Dent Mater. 2019 May;35(5):763-771. doi: 10.1016/j.dental.2019.02.022. Epub 2019 Mar 1.
To investigate the wear behavior of novel graded glass/zirconia materials and their abrasiveness to the antagonist relative to homogeneous zirconias (polished or glazed) and a glass-ceramic.
Graded glass/zirconia specimens were prepared by sintering with concurrent glass-infiltration of pre-sintered zirconia (3Y-TZP) with a polished or as-machined surface. Monolithic zirconia samples were sintered and their surfaces were polished or glazed (as-machined). Glass-ceramic samples were obtained and the surface polished. All specimens were subjected to chewing simulations with a steatite antagonist (r = 3 mm) and a cyclic load of 50 N. Quantitative measurements of wear and roughness were performed on ceramics and antagonists for prescribed number of cycles.
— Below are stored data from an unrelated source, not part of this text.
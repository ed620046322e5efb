mod config;
mod core;
mod models;
mod routes;
mod services;

use actix_cors::Cors;
use actix_web::{error, http::StatusCode, middleware, web, App, HttpResponse, HttpServer};
use config::Settings;
use core::{CountryAnalyticsAggregator, MatchReconciler, ProjectSweeper, SlaExpiryScanner};
use models::ScoringWeights;
use routes::matches::AppState;
use services::{DocumentStoreClient, Mailer, PostgresClient};
use std::sync::Arc;
use std::time::Duration;
use tracing::{error, info};

/// JSON error response for JSON payload errors
#[derive(Debug, serde::Serialize)]
pub struct JsonError {
    pub error: String,
    pub message: String,
    pub status_code: u16,
}

impl std::fmt::Display for JsonError {
    fn fmt(&self, f: &mut std::fmt::Formatter<'_>) -> std::fmt::Result {
        write!(f, "{}: {}", self.error, self.message)
    }
}

impl std::error::Error for JsonError {}

impl error::ResponseError for JsonError {
    fn error_response(&self) -> HttpResponse {
        HttpResponse::build(StatusCode::from_u16(self.status_code).unwrap_or(StatusCode::BAD_REQUEST))
            .content_type("application/json")
            .body(serde_json::to_string(self).unwrap())
    }
}

/// Handle JSON payload errors
pub fn handle_json_payload_error(err: error::JsonPayloadError, req: &actix_web::HttpRequest) -> actix_web::Error {
    tracing::info!("JSON payload error on {}: {}", req.path(), err);
    JsonError {
        error: "invalid_json".to_string(),
        message: format!("Invalid JSON: {}", err),
        status_code: 400,
    }
    .into()
}

/// Handle query payload errors
pub fn handle_query_payload_error(err: error::QueryPayloadError, _req: &actix_web::HttpRequest) -> actix_web::Error {
    JsonError {
        error: "invalid_query".to_string(),
        message: format!("Invalid query: {}", err),
        status_code: 400,
    }
    .into()
}

#[actix_web::main]
async fn main() -> std::io::Result<()> {
    // Load .env file if present
    dotenv::dotenv().ok();

    // Initialize logging
    let log_level = std::env::var("LOG_LEVEL").unwrap_or_else(|_| "info".to_string());
    let log_format = std::env::var("LOG_FORMAT").unwrap_or_else(|_| "json".to_string());

    let subscriber = tracing_subscriber::fmt()
        .with_env_filter(
            tracing_subscriber::EnvFilter::try_from_default_env()
                .unwrap_or_else(|_| tracing_subscriber::EnvFilter::new(log_level)),
        )
        .with_target(false)
        .with_level(true);

    if log_format == "pretty" {
        subscriber.pretty().init();
    } else {
        subscriber.init();
    }

    info!("Starting Expander Match service...");

    // Load configuration
    let settings = Settings::load().unwrap_or_else(|e| {
        error!("Failed to load configuration: {}", e);
        panic!("Configuration error: {}", e);
    });

    info!("Configuration loaded successfully");

    // Initialize PostgreSQL client
    let postgres = Arc::new(
        PostgresClient::from_settings(
            &settings.database.url,
            settings.database.max_connections,
            settings.database.min_connections,
        )
        .await
        .unwrap_or_else(|e| {
            error!("Failed to connect to PostgreSQL: {}", e);
            panic!("PostgreSQL connection error: {}", e);
        }),
    );

    info!("PostgreSQL client initialized");

    // Initialize document store client
    let docstore = Arc::new(DocumentStoreClient::new(
        settings.docstore.endpoint,
        settings.docstore.api_key,
        settings.docstore.database_id,
        settings.docstore.collection,
    ));

    info!("Document store client initialized");

    // Initialize mail client
    let mailer = Arc::new(Mailer::new(
        settings.mail.endpoint,
        settings.mail.domain,
        settings.mail.api_key,
        settings.mail.from_email,
        settings.mail.from_name,
    ));

    // Initialize the engine with configured weights
    let weights = ScoringWeights {
        overlap: settings.scoring.weights.overlap,
        rating: settings.scoring.weights.rating,
        sla: settings.scoring.weights.sla,
    };

    info!("Scoring weights: {:?}", weights);

    let reconciler = Arc::new(MatchReconciler::new(
        Arc::clone(&postgres),
        Arc::clone(&mailer),
        weights,
    ));

    let aggregator = Arc::new(CountryAnalyticsAggregator::new(
        Arc::clone(&postgres),
        Arc::clone(&docstore),
        settings.matching.rank_window_days,
    ));

    let sweeper = Arc::new(ProjectSweeper::new(
        Arc::clone(&postgres),
        Arc::clone(&reconciler),
    ));

    let sla_scanner = Arc::new(SlaExpiryScanner::new(Arc::clone(&postgres)));

    // Spawn the scheduled jobs on independent timers. The timers only
    // trigger the pure sweep entry points; cadence is configuration.
    if settings.scheduler.enabled {
        let sweep_interval = settings.scheduler.sweep_interval_secs;
        let sweeper_handle = Arc::clone(&sweeper);
        tokio::spawn(async move {
            let mut interval = tokio::time::interval(Duration::from_secs(sweep_interval));
            loop {
                interval.tick().await;
                info!("Running scheduled job: refresh-matches");
                match sweeper_handle.sweep_once().await {
                    Ok(report) if report.skipped => {}
                    Ok(report) => {
                        info!(
                            "Match refresh sweep processed {} projects ({} failed)",
                            report.processed, report.failed
                        );
                    }
                    Err(e) => error!("Error in match refresh sweep: {}", e),
                }
            }
        });

        let sla_interval = settings.scheduler.sla_check_interval_secs;
        let scanner_handle = Arc::clone(&sla_scanner);
        tokio::spawn(async move {
            let mut interval = tokio::time::interval(Duration::from_secs(sla_interval));
            loop {
                interval.tick().await;
                info!("Running scheduled job: check-sla-expiration");
                match scanner_handle.scan_once().await {
                    Ok(report) if report.expired + report.failed > 0 => {
                        info!(
                            "SLA scan expired {} vendors ({} failed)",
                            report.expired, report.failed
                        );
                    }
                    Ok(_) => {}
                    Err(e) => error!("Error in SLA expiration scan: {}", e),
                }
            }
        });

        info!(
            "Schedulers started (sweep every {}s, SLA check every {}s)",
            sweep_interval, sla_interval
        );
    } else {
        info!("Schedulers disabled by configuration");
    }

    // Build application state
    let app_state = AppState {
        postgres,
        reconciler,
        aggregator,
    };

    // Configure HTTP server
    let host = settings.server.host.clone();
    let port = settings.server.port;
    let workers = settings.server.workers.unwrap_or(4);

    info!("Starting HTTP server on {}:{}", host, port);

    HttpServer::new(move || {
        let cors = Cors::permissive();

        App::new()
            .app_data(web::Data::new(app_state.clone()))
            .app_data(web::JsonConfig::default().error_handler(handle_json_payload_error))
            .app_data(web::QueryConfig::default().error_handler(handle_query_payload_error))
            .wrap(cors)
            .wrap(middleware::Logger::default())
            .wrap(middleware::Compress::default())
            .configure(routes::configure_routes)
    })
    .workers(workers)
    .bind((host, port))?
    .run()
    .await
}
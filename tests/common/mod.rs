// Shared in-memory fakes for the engine's store and collaborator ports.
#![allow(dead_code)]

use std::collections::{HashMap, HashSet};
use std::sync::Mutex;
use std::time::Duration;

use async_trait::async_trait;
use chrono::Utc;
use uuid::Uuid;

use expander_match::core::ports::{
    AnalyticsStore, DocumentIndex, MatchNotifier, MatchStore, ProjectCatalog, VendorSlaStore,
};
use expander_match::core::MatchError;
use expander_match::models::{
    LapsedVendor, Project, ProjectStatus, RankedVendor, ScoredCandidate, VendorCandidate,
    VendorMatch, VendorStatus,
};

/// A vendor as stored by the fake relational store.
#[derive(Debug, Clone)]
pub struct FakeVendor {
    pub id: Uuid,
    pub name: String,
    pub countries: Vec<Uuid>,
    pub services: Vec<Uuid>,
    pub rating: f64,
    pub response_sla_hours: i32,
    pub status: VendorStatus,
}

pub fn project(country_id: Option<Uuid>, service_ids: Vec<Uuid>) -> Project {
    Project {
        id: Uuid::new_v4(),
        client_id: Some(Uuid::new_v4()),
        country_id,
        service_ids,
        budget: 50_000.0,
        status: ProjectStatus::Active,
        client_email: Some("client@expanders.test".to_string()),
        created_at: Utc::now(),
        updated_at: Utc::now(),
    }
}

pub fn vendor(
    name: &str,
    countries: Vec<Uuid>,
    services: Vec<Uuid>,
    rating: f64,
    sla_hours: i32,
) -> FakeVendor {
    FakeVendor {
        id: Uuid::new_v4(),
        name: name.to_string(),
        countries,
        services,
        rating,
        response_sla_hours: sla_hours,
        status: VendorStatus::Active,
    }
}

/// In-memory relational store implementing the engine's ports over plain
/// collections. Overlap counts are computed the same way the SQL pool
/// query computes them, so pool semantics are exercised, not stubbed.
#[derive(Default)]
pub struct InMemoryStore {
    pub vendors: Mutex<Vec<FakeVendor>>,
    pub projects: Mutex<Vec<Project>>,
    pub matches: Mutex<Vec<VendorMatch>>,
    pub touched: Mutex<Vec<Uuid>>,
    /// Project ids whose store operations fail with a Store error.
    pub failing_projects: Mutex<HashSet<Uuid>>,
    /// Artificial latency for the active-project listing.
    pub list_delay: Option<Duration>,
}

impl InMemoryStore {
    pub fn new() -> Self {
        Self::default()
    }

    pub fn with_list_delay(delay: Duration) -> Self {
        Self {
            list_delay: Some(delay),
            ..Self::default()
        }
    }

    pub fn add_vendor(&self, vendor: FakeVendor) -> Uuid {
        let id = vendor.id;
        self.vendors.lock().unwrap().push(vendor);
        id
    }

    pub fn add_project(&self, project: Project) {
        self.projects.lock().unwrap().push(project);
    }

    pub fn fail_project(&self, project_id: Uuid) {
        self.failing_projects.lock().unwrap().insert(project_id);
    }

    pub fn match_for(&self, project_id: Uuid, vendor_id: Uuid) -> Option<VendorMatch> {
        self.matches
            .lock()
            .unwrap()
            .iter()
            .find(|m| m.project_id == project_id && m.vendor_id == vendor_id)
            .cloned()
    }

    pub fn set_accepted(&self, project_id: Uuid, vendor_id: Uuid) {
        let mut matches = self.matches.lock().unwrap();
        if let Some(m) = matches
            .iter_mut()
            .find(|m| m.project_id == project_id && m.vendor_id == vendor_id)
        {
            m.is_accepted = true;
        }
    }

    fn check_failure(&self, project_id: Uuid) -> Result<(), MatchError> {
        if self.failing_projects.lock().unwrap().contains(&project_id) {
            return Err(MatchError::Store("injected store failure".to_string()));
        }
        Ok(())
    }
}

#[async_trait]
impl MatchStore for InMemoryStore {
    async fn vendor_pool(
        &self,
        country_id: Uuid,
        service_ids: &[Uuid],
    ) -> Result<Vec<VendorCandidate>, MatchError> {
        let vendors = self.vendors.lock().unwrap();

        let mut pool: Vec<VendorCandidate> = vendors
            .iter()
            .filter(|v| v.status == VendorStatus::Active && v.countries.contains(&country_id))
            .filter_map(|v| {
                let overlap = v
                    .services
                    .iter()
                    .filter(|s| service_ids.contains(s))
                    .count() as i64;
                (overlap > 0).then(|| VendorCandidate {
                    vendor_id: v.id,
                    vendor_name: v.name.clone(),
                    rating: v.rating,
                    response_sla_hours: v.response_sla_hours,
                    services_overlap: overlap,
                })
            })
            .collect();

        pool.sort_by(|a, b| {
            b.services_overlap.cmp(&a.services_overlap).then(
                b.rating
                    .partial_cmp(&a.rating)
                    .unwrap_or(std::cmp::Ordering::Equal),
            )
        });

        Ok(pool)
    }

    async fn matches_for_project(&self, project_id: Uuid) -> Result<Vec<VendorMatch>, MatchError> {
        self.check_failure(project_id)?;

        let mut matches: Vec<VendorMatch> = self
            .matches
            .lock()
            .unwrap()
            .iter()
            .filter(|m| m.project_id == project_id)
            .cloned()
            .collect();

        matches.sort_by(|a, b| {
            b.score
                .partial_cmp(&a.score)
                .unwrap_or(std::cmp::Ordering::Equal)
                .then_with(|| a.vendor_id.cmp(&b.vendor_id))
        });

        Ok(matches)
    }

    async fn update_match(
        &self,
        match_id: Uuid,
        candidate: &ScoredCandidate,
    ) -> Result<VendorMatch, MatchError> {
        let mut matches = self.matches.lock().unwrap();
        let existing = matches
            .iter_mut()
            .find(|m| m.id == match_id)
            .ok_or_else(|| MatchError::NotFound(format!("vendor match {}", match_id)))?;

        existing.score = candidate.score;
        existing.services_overlap = candidate.services_overlap;
        existing.vendor_rating = candidate.vendor_rating;
        existing.sla_weight = candidate.sla_weight;
        existing.updated_at = Utc::now();

        Ok(existing.clone())
    }

    async fn insert_match(
        &self,
        project_id: Uuid,
        candidate: &ScoredCandidate,
    ) -> Result<VendorMatch, MatchError> {
        self.check_failure(project_id)?;

        let mut matches = self.matches.lock().unwrap();

        // Mirror the ON CONFLICT upsert: a concurrent insert degrades to an
        // update that leaves is_accepted alone.
        if let Some(existing) = matches
            .iter_mut()
            .find(|m| m.project_id == project_id && m.vendor_id == candidate.vendor_id)
        {
            existing.score = candidate.score;
            existing.services_overlap = candidate.services_overlap;
            existing.vendor_rating = candidate.vendor_rating;
            existing.sla_weight = candidate.sla_weight;
            existing.updated_at = Utc::now();
            return Ok(existing.clone());
        }

        let now = Utc::now();
        let created = VendorMatch {
            id: Uuid::new_v4(),
            project_id,
            vendor_id: candidate.vendor_id,
            score: candidate.score,
            services_overlap: candidate.services_overlap,
            vendor_rating: candidate.vendor_rating,
            sla_weight: candidate.sla_weight,
            is_accepted: false,
            created_at: now,
            updated_at: now,
        };
        matches.push(created.clone());

        Ok(created)
    }

    async fn delete_matches_except(
        &self,
        project_id: Uuid,
        keep: &[Uuid],
    ) -> Result<u64, MatchError> {
        let mut matches = self.matches.lock().unwrap();
        let before = matches.len();
        matches.retain(|m| m.project_id != project_id || keep.contains(&m.vendor_id));
        Ok((before - matches.len()) as u64)
    }

    async fn touch_project(&self, project_id: Uuid) -> Result<(), MatchError> {
        self.touched.lock().unwrap().push(project_id);
        Ok(())
    }
}

#[async_trait]
impl ProjectCatalog for InMemoryStore {
    async fn active_projects(&self) -> Result<Vec<Project>, MatchError> {
        if let Some(delay) = self.list_delay {
            tokio::time::sleep(delay).await;
        }

        Ok(self
            .projects
            .lock()
            .unwrap()
            .iter()
            .filter(|p| p.status == ProjectStatus::Active)
            .cloned()
            .collect())
    }

    async fn project_by_id(&self, project_id: Uuid) -> Result<Project, MatchError> {
        self.projects
            .lock()
            .unwrap()
            .iter()
            .find(|p| p.id == project_id)
            .cloned()
            .ok_or_else(|| MatchError::NotFound(format!("project {}", project_id)))
    }
}

/// Records every notification the reconciler asks for.
#[derive(Default)]
pub struct RecordingNotifier {
    pub sent: Mutex<Vec<(String, Uuid, String)>>,
    pub fail: bool,
}

impl RecordingNotifier {
    pub fn new() -> Self {
        Self::default()
    }

    pub fn failing() -> Self {
        Self {
            fail: true,
            ..Self::default()
        }
    }

    pub fn sent_count(&self) -> usize {
        self.sent.lock().unwrap().len()
    }
}

#[async_trait]
impl MatchNotifier for RecordingNotifier {
    async fn send_match_notification(
        &self,
        recipient: &str,
        project_id: Uuid,
        vendor_name: &str,
        _details: &str,
    ) -> bool {
        self.sent
            .lock()
            .unwrap()
            .push((recipient.to_string(), project_id, vendor_name.to_string()));
        !self.fail
    }
}

/// Fake vendor SLA store with per-vendor failure injection.
#[derive(Default)]
pub struct FakeSlaStore {
    pub lapsed: Mutex<Vec<LapsedVendor>>,
    pub failing: Mutex<HashSet<Uuid>>,
    pub expired: Mutex<Vec<Uuid>>,
}

impl FakeSlaStore {
    pub fn new(lapsed: Vec<LapsedVendor>) -> Self {
        Self {
            lapsed: Mutex::new(lapsed),
            ..Self::default()
        }
    }

    pub fn fail_vendor(&self, vendor_id: Uuid) {
        self.failing.lock().unwrap().insert(vendor_id);
    }
}

#[async_trait]
impl VendorSlaStore for FakeSlaStore {
    async fn vendors_past_sla(&self) -> Result<Vec<LapsedVendor>, MatchError> {
        Ok(self.lapsed.lock().unwrap().clone())
    }

    async fn mark_sla_expired(&self, vendor_id: Uuid) -> Result<(), MatchError> {
        if self.failing.lock().unwrap().contains(&vendor_id) {
            return Err(MatchError::Store("injected update failure".to_string()));
        }
        self.expired.lock().unwrap().push(vendor_id);
        Ok(())
    }
}

/// Fake relational analytics source.
#[derive(Default)]
pub struct FakeAnalyticsStore {
    pub ranked: Vec<RankedVendor>,
    pub projects_by_country: HashMap<String, Vec<Uuid>>,
    pub fail: bool,
}

#[async_trait]
impl AnalyticsStore for FakeAnalyticsStore {
    async fn top_ranked_vendors(&self, _window_days: u32) -> Result<Vec<RankedVendor>, MatchError> {
        if self.fail {
            return Err(MatchError::Store("ranked query failed".to_string()));
        }
        Ok(self.ranked.clone())
    }

    async fn active_projects_by_country(
        &self,
    ) -> Result<HashMap<String, Vec<Uuid>>, MatchError> {
        Ok(self.projects_by_country.clone())
    }
}

/// Fake document index with call counting.
#[derive(Default)]
pub struct FakeDocumentIndex {
    pub counts: HashMap<Uuid, u64>,
    pub fail: bool,
    pub calls: Mutex<usize>,
}

#[async_trait]
impl DocumentIndex for FakeDocumentIndex {
    async fn count_by_project(
        &self,
        project_ids: &[Uuid],
    ) -> Result<HashMap<Uuid, u64>, MatchError> {
        *self.calls.lock().unwrap() += 1;
        if self.fail {
            return Err(MatchError::Store("document aggregation failed".to_string()));
        }
        Ok(project_ids
            .iter()
            .filter_map(|id| self.counts.get(id).map(|c| (*id, *c)))
            .collect())
    }
}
Damage sustained in ceramics and antagonists was analyzed by SEM.
The polished zirconia presented little to no variation in wear depth (2 μm) and roughness (0.06 μm). Graded and glazed zirconia experienced a rapid increase in wear depth while the superficial glass layer was present (until 1000 cycles), but showed little variations afterwards - at 450k cycles ∼15 μm for graded and 78 μm for glazed zirconia. The glass-ceramic presented the greatest wear depth (463 μm) and roughness (1.48 μm). Polished zirconia, polished graded zirconia and glazed zirconia yielded significantly lower volumetric wear (∼3 mm) of the antagonist than as-machined graded zirconia and glass-ceramic (∼5 mm).
Polished graded zirconia and polished zirconia presented little wear and roughness, as well as yielded reduced antagonist wear. Glassy materials are both more susceptible to wear and more abrasive to the antagonist relative to zirconia.
研究新型分级玻璃/氧化锆材料的磨损行为及其对同相氧化锆(抛光或上釉)和玻璃陶瓷的抗磨损性。
通过在预烧结氧化锆(3Y-TZP)上进行共烧结玻璃渗透来制备分级玻璃/氧化锆样品,该氧化锆具有抛光或机械加工表面。烧结整体氧化锆样品,并对其表面进行抛光或上釉(机械加工)。获得玻璃陶瓷样品并对其表面进行抛光。所有样品均与滑石拮抗剂(r=3mm)和 50N 的循环载荷进行咀嚼模拟。在规定的循环次数下,对陶瓷和拮抗剂进行磨损和粗糙度的定量测量。通过 SEM 分析陶瓷和拮抗剂中所承受的损伤。
抛光氧化锆的磨损深度(2μm)和粗糙度(0.06μm)几乎没有变化。分级和上釉氧化锆在存在表面玻璃层时经历了磨损深度的快速增加(直到 1000 次循环),但随后变化很小 - 在 450k 次循环时,分级氧化锆约为 15μm,上釉氧化锆约为 78μm。玻璃陶瓷表现出最大的磨损深度(463μm)和粗糙度(1.48μm)。抛光氧化锆、抛光分级氧化锆和上釉氧化锆对拮抗剂的体积磨损(约 3mm)明显低于机械加工分级氧化锆和玻璃陶瓷(约 5mm)。
抛光分级氧化锆和抛光氧化锆的磨损和粗糙度都很小,并且对拮抗剂的磨损也较小。相对于氧化锆而言,玻璃材料更容易磨损且对拮抗剂的磨损更具研磨性。